While numerous studies have investigated attitudes towards self-driving cars in general, less research attention has been focused on individuals' comfort with the presence (or absence) of third-party human supervision of this automation, and its potential correlates. In the present study we perform a secondary analysis of pre-existing data from The European Commission’s Eurobarometer 92.1, a large-scale European survey (n = 27565) of expectations and concerns of connected and automated driving. By comparing responses to three levels of human supervision in self-driving cars, we aim to identify changes in the importance of predictors of comfort with automation. We find considerable heterogeneity in both individual attitudes, as well as in country-level attitudes in our descriptive analysis. We find a trend of decreasing comfort as external human supervision is reduced, although this effect differs between countries.
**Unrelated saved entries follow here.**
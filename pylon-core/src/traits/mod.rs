//! Service traits
//!
//! These traits define the interface between the calibration engine and
//! the machine subsystems it coordinates. Every trait is also implemented
//! for `&mut T` so callers can lend a service for the duration of a run.

pub mod endstops;
pub mod geometry;
pub mod leveling;
pub mod motion;
pub mod probe;
pub mod status;
pub mod tools;

pub use endstops::EndstopService;
pub use geometry::GeometryService;
pub use leveling::{LevelingService, NoLeveling};
pub use motion::{HomingError, MotionService};
pub use probe::{ProbeError, ProbeService};
pub use status::StatusSink;
pub use tools::{SingleTool, ToolService};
We then investigate potential drivers of self-reported comfort with varying levels of external human supervision in a regression framework. Gender differences get stronger with decreasing supervision, suggesting a possible resolution to conflicting evidence in previous studies. Following this, we fit an ordinal random forest model to derive variable importance metrics, which enable us to compare the changing role predictor variables might play in shaping self-reported comfort, depending on varying levels of third-party supervision. Data privacy is highlighted as an important variable, regardless of level of supervision. Our findings provide confirmation for previous literature in a large sample, while also uncovering a number of novel associations, providing guidance for future policy-making and research efforts.